> _Brief_
Look through the material below, count the lines containing the word "ShellConfig", and state only the count.
-=-=-
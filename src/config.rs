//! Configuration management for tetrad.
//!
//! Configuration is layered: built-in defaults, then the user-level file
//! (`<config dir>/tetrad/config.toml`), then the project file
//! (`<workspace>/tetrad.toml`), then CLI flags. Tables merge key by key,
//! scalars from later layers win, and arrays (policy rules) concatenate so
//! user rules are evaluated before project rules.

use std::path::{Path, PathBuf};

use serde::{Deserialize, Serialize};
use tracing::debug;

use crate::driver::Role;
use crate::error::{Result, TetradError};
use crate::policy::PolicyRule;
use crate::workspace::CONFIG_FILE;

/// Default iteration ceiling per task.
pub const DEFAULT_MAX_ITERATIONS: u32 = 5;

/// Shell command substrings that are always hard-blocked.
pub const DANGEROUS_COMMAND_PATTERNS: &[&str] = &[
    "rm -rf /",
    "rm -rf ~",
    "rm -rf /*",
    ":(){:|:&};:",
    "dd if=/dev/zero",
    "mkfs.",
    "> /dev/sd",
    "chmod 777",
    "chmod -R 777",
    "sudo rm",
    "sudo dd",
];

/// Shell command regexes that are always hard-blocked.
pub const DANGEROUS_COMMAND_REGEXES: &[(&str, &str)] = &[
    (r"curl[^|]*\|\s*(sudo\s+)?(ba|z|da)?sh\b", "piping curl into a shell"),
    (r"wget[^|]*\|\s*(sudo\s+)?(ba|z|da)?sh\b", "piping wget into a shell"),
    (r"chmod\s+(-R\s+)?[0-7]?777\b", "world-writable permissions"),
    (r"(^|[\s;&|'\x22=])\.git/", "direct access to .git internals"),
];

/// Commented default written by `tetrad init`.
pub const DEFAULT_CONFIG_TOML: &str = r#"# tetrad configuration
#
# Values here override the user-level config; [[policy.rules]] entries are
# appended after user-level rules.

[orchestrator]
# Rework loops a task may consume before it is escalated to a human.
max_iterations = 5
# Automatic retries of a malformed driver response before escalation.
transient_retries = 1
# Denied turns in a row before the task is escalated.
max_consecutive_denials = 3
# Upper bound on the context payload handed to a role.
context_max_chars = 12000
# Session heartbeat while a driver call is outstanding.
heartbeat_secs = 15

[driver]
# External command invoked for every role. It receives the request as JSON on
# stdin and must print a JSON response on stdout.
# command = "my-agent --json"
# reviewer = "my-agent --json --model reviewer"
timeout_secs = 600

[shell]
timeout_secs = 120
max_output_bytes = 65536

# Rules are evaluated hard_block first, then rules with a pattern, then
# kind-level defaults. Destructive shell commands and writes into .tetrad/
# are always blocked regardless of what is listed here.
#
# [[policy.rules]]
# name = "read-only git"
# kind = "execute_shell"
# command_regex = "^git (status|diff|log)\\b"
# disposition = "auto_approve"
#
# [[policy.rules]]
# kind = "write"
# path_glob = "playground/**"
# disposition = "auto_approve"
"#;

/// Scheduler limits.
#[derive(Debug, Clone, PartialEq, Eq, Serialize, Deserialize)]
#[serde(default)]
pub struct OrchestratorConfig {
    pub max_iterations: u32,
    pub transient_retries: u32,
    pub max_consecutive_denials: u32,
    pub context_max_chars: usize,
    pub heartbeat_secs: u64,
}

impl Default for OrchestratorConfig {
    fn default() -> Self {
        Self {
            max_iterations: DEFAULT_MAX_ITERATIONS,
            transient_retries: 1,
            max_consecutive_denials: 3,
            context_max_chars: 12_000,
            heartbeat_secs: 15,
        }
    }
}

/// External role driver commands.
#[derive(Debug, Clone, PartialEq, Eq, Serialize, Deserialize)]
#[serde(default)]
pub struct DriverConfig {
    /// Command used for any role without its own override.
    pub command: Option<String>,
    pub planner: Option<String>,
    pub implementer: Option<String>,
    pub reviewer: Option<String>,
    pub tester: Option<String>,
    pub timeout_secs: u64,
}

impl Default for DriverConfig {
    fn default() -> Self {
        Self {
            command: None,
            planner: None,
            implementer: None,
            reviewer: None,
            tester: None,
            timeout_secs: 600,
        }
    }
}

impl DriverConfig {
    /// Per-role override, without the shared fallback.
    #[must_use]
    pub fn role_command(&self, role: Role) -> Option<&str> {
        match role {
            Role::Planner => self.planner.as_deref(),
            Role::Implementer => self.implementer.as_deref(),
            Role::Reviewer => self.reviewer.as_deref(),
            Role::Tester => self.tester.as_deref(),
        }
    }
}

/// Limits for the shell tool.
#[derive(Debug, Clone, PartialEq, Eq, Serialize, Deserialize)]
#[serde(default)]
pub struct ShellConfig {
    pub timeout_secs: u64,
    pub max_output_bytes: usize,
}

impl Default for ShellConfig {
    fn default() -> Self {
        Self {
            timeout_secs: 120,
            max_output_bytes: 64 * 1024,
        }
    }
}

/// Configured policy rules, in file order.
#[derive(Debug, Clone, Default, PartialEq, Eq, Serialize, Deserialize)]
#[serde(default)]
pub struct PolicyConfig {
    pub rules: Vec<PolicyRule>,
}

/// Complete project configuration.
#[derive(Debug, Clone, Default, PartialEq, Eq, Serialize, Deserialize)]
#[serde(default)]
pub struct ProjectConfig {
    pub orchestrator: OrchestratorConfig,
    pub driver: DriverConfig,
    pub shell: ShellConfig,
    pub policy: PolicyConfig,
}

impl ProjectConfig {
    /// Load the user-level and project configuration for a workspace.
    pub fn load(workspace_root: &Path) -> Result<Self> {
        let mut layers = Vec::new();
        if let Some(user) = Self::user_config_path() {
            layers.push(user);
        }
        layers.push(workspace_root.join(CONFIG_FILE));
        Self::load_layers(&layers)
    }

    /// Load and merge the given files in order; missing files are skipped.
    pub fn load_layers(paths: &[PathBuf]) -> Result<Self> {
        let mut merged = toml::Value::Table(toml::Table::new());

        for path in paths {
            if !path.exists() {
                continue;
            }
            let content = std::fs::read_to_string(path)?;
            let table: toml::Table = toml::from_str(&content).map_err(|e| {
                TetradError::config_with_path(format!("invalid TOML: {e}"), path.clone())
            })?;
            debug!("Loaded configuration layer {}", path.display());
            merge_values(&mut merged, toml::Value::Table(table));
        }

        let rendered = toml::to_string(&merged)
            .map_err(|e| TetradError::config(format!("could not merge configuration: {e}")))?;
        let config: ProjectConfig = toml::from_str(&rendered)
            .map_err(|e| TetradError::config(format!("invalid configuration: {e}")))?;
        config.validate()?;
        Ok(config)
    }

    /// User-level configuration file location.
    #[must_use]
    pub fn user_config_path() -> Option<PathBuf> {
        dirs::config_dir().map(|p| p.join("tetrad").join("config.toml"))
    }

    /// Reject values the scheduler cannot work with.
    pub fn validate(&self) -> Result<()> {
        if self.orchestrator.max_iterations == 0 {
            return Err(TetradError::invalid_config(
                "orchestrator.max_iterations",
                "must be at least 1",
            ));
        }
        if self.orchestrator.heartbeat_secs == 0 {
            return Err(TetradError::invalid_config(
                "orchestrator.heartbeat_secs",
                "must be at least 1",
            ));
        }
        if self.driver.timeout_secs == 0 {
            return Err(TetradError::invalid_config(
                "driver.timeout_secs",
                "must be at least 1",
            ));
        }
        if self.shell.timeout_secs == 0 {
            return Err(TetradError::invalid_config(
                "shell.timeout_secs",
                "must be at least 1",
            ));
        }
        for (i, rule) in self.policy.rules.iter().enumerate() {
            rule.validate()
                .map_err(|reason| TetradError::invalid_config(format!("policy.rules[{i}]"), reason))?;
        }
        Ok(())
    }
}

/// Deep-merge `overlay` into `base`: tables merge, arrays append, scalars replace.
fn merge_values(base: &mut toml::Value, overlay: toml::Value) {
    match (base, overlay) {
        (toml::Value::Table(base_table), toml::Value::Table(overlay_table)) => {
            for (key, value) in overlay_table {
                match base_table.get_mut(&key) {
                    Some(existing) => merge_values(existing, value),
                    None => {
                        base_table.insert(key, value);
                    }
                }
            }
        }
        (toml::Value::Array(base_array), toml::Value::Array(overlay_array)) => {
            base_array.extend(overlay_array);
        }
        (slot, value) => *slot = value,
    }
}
-=-=-
> _Task result_
3